Gemini 3.1 Pro Tops Reasoning Benchmarks With 94.3% on GPQA Diamond
Google's Gemini 3.1 Pro scores highest on reasoning benchmarks, edges past GPT-5.4 and Claude Opus 4.6 on academic tasks, and brings a new thinking_level parameter for developers.
Maya Johnson
Google released Gemini 3.1 Pro on February 19 as an update to the Gemini 3 Pro series launched in November. The headline number: 94.3% on GPQA Diamond, the reasoning benchmark that tests graduate-level scientific questions. That's the highest score any model has achieved on this benchmark.
Where Gemini 3.1 Pro Leads
GPQA Diamond is specifically designed to be difficult for non-experts — even PhD holders in adjacent fields struggle with it. Gemini 3.1 Pro's 94.3% score places it above both GPT-5.4 and Claude Opus 4.6 on pure reasoning tasks.
The model also introduced a thinking_level parameter that lets developers control how much internal reasoning the model uses, and a media_resolution parameter for vision tasks. Function responses now support multimodal objects like images and PDFs.
Where It Doesn't Lead
On practical coding benchmarks like SWE-bench Verified, Claude Opus 4.6 still holds the top spot. On computer-use tasks — navigating real software interfaces — GPT-5.4 leads with record scores on OSWorld and WebArena.
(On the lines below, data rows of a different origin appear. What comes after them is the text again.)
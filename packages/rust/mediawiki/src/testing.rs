//! In-memory [`WikiApi`] for tests.

use std::collections::{HashMap, HashSet};
use std::sync::Mutex;

use wikicorpus_shared::{CorpusError, Result};

use crate::client::{ArticlePage, ContinuationCursor, Member, MemberPage, WikiApi};

const CURSOR_KEY: &str = "cmcontinue";

#[derive(Debug, Clone)]
enum FakeArticle {
    Html(String),
    Disambiguation,
}

/// Scripted encyclopedia.
///
/// Each category is a list of pages; the continuation cursor is the index of
/// the next page. Unknown categories list as empty, unknown articles are
/// [`CorpusError::NotFound`].
#[derive(Debug, Default)]
pub struct FakeWiki {
    categories: HashMap<String, Vec<Vec<Member>>>,
    articles: HashMap<String, FakeArticle>,
    redirects: HashMap<String, String>,
    failing_pages: HashMap<String, usize>,
    failing_articles: HashSet<String>,
    requests: Mutex<Vec<String>>,
}

impl FakeWiki {
    pub fn new() -> Self {
        Self::default()
    }

    /// Register a category listed in the given pages.
    pub fn with_category(mut self, category: &str, pages: Vec<Vec<Member>>) -> Self {
        self.categories.insert(category.to_string(), pages);
        self
    }

    /// Register an article whose body is a single paragraph of `text`.
    pub fn with_article(self, title: &str, text: &str) -> Self {
        let html = format!(
            "<div class=\"mw-parser-output\"><p>{}</p></div>",
            escape_html(text)
        );
        self.with_article_html(title, &html)
    }

    /// Register an article with a raw HTML body.
    pub fn with_article_html(mut self, title: &str, html: &str) -> Self {
        self.articles
            .insert(title.to_string(), FakeArticle::Html(html.to_string()));
        self
    }

    /// Register a disambiguation page.
    pub fn with_disambiguation(mut self, title: &str) -> Self {
        self.articles
            .insert(title.to_string(), FakeArticle::Disambiguation);
        self
    }

    /// Fetching `from` follows a redirect and serves `to`.
    pub fn with_redirect(mut self, from: &str, to: &str) -> Self {
        self.redirects.insert(from.to_string(), to.to_string());
        self
    }

    /// Listing page `page` of `category` fails with a transient error.
    pub fn failing_page(mut self, category: &str, page: usize) -> Self {
        self.failing_pages.insert(category.to_string(), page);
        self
    }

    /// Fetching `title` fails with a transient error.
    pub fn failing_article(mut self, title: &str) -> Self {
        self.failing_articles.insert(title.to_string());
        self
    }

    /// Requests served so far, as `members:<category>:<page>` or `article:<title>`.
    pub fn requests(&self) -> Vec<String> {
        self.requests
            .lock()
            .map(|r| r.clone())
            .unwrap_or_default()
    }

    /// Number of article fetches served so far.
    pub fn article_requests(&self) -> usize {
        self.requests()
            .iter()
            .filter(|r| r.starts_with("article:"))
            .count()
    }

    fn record(&self, request: String) {
        if let Ok(mut requests) = self.requests.lock() {
            requests.push(request);
        }
    }
}

impl WikiApi for FakeWiki {
    async fn list_members(
        &self,
        category: &str,
        cursor: Option<&ContinuationCursor>,
    ) -> Result<MemberPage> {
        let index = match cursor.and_then(|c| c.get(CURSOR_KEY)) {
            Some(raw) => raw
                .parse::<usize>()
                .map_err(|_| CorpusError::parse(format!("bad cursor '{raw}'")))?,
            None => 0,
        };
        self.record(format!("members:{category}:{index}"));

        if self.failing_pages.get(category) == Some(&index) {
            return Err(CorpusError::Transient(format!(
                "{category}: listing page {index} unavailable"
            )));
        }

        let pages = self.categories.get(category);
        let members = pages
            .and_then(|p| p.get(index))
            .cloned()
            .unwrap_or_default();
        let next = pages
            .filter(|p| index + 1 < p.len())
            .map(|_| ContinuationCursor::from_params([(CURSOR_KEY, (index + 1).to_string())]));

        Ok(MemberPage { members, next })
    }

    async fn fetch_article(&self, title: &str) -> Result<ArticlePage> {
        self.record(format!("article:{title}"));

        if self.failing_articles.contains(title) {
            return Err(CorpusError::Transient(format!("{title}: HTTP 503")));
        }

        let resolved = self.redirects.get(title).map_or(title, String::as_str);
        match self.articles.get(resolved) {
            Some(FakeArticle::Html(html)) => Ok(ArticlePage {
                title: resolved.to_string(),
                html: html.clone(),
                disambiguation: false,
            }),
            Some(FakeArticle::Disambiguation) => Ok(ArticlePage {
                title: resolved.to_string(),
                html: "<div class=\"mw-parser-output\"><p>Begriffsklärung</p></div>".into(),
                disambiguation: true,
            }),
            None => Err(CorpusError::not_found(title)),
        }
    }
}

fn escape_html(text: &str) -> String {
    text.replace('&', "&amp;")
        .replace('<', "&lt;")
        .replace('>', "&gt;")
}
The LLM leaderboard has fragmented: no single model wins everywhere. Gemini leads reasoning, Claude leads coding, GPT leads computer use. Companies choosing a model now need to match the benchmark category to their actual use case.
Pricing and Availability
Gemini 3.1 Pro is available through the Gemini API, Google AI Studio, and Vertex AI. It rolled out to Gemini app users across the AI Plus, Pro, and Ultra subscription tiers.
Our Take
Google has quietly built the best reasoning model available. Gemini 3.1 Pro's GPQA score is a genuine achievement, not benchmark gaming. But reasoning benchmarks don't directly translate to product quality — and Google's consumer AI products still trail behind ChatGPT and Claude in user experience and adoption. The model is excellent. The distribution challenge remains.